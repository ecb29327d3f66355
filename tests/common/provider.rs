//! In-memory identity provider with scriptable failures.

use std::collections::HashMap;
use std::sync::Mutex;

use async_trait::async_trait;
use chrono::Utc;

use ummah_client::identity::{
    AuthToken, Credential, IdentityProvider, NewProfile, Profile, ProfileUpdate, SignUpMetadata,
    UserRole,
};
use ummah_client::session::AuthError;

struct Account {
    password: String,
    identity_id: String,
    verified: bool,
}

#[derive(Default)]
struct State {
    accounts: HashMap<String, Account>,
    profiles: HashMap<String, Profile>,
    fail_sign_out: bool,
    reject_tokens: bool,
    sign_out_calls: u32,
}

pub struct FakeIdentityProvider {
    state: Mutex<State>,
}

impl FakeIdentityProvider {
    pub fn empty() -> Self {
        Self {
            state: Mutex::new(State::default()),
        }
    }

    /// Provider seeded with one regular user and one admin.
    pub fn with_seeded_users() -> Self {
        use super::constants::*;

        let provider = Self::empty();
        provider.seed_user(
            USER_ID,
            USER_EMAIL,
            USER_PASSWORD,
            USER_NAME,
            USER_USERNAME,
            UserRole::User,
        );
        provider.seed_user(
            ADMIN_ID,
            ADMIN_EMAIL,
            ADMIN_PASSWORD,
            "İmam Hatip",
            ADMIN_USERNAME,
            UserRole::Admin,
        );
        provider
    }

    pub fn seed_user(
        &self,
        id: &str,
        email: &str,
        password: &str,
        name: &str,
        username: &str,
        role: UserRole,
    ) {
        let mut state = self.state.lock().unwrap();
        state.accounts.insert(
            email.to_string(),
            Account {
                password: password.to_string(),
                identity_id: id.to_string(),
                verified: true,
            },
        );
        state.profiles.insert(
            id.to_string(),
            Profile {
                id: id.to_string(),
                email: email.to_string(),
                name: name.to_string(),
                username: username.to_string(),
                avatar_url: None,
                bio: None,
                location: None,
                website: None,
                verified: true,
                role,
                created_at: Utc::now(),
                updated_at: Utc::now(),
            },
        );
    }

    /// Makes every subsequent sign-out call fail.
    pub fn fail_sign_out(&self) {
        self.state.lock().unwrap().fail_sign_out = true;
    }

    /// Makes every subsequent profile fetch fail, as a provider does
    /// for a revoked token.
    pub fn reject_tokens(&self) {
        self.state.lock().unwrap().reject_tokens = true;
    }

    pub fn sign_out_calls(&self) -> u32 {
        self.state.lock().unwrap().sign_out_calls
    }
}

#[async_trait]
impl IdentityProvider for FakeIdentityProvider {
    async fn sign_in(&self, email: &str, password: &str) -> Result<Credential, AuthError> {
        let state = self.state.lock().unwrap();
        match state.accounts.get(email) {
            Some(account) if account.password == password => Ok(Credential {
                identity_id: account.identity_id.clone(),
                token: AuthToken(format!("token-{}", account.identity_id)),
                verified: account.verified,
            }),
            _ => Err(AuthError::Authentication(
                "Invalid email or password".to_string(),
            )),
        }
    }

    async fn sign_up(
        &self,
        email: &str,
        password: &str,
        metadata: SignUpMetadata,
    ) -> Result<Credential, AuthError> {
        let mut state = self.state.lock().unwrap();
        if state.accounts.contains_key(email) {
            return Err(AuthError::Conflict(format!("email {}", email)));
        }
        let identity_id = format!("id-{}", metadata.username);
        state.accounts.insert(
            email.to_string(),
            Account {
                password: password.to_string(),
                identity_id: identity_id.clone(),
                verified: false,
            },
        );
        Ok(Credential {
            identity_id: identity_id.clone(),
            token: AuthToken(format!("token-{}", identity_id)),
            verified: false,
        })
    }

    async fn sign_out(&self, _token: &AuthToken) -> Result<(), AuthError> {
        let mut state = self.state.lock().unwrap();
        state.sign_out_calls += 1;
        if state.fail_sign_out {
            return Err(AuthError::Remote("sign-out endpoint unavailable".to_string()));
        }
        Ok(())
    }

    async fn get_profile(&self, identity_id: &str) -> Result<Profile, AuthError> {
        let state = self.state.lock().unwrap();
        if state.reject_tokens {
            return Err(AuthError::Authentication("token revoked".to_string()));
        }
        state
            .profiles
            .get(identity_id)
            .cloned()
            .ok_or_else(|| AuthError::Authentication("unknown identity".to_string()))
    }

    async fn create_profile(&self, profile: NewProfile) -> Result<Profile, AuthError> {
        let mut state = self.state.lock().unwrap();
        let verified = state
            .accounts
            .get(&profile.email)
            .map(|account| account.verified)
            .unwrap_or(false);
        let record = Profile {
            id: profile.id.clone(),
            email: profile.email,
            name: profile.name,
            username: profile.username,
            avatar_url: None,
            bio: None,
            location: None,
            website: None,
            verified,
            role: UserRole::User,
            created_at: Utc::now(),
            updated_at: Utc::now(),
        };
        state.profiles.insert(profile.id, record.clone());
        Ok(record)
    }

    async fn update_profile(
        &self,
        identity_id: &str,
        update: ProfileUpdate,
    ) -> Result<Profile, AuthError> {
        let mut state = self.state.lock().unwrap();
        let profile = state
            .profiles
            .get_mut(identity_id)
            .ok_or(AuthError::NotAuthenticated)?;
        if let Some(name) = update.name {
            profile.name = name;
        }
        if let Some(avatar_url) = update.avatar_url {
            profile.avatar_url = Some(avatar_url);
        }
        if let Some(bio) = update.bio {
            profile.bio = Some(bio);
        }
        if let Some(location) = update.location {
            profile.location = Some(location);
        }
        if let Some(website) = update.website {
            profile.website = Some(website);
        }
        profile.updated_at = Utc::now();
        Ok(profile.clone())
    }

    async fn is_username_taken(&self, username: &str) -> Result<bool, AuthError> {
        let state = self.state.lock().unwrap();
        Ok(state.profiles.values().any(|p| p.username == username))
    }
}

++++

Show every line in the entries above that contains the string "SignUpMetadata".

Answer area:
    AuthToken, Credential, IdentityProvider, NewProfile, Profile, ProfileUpdate, SignUpMetadata,
        metadata: SignUpMetadata,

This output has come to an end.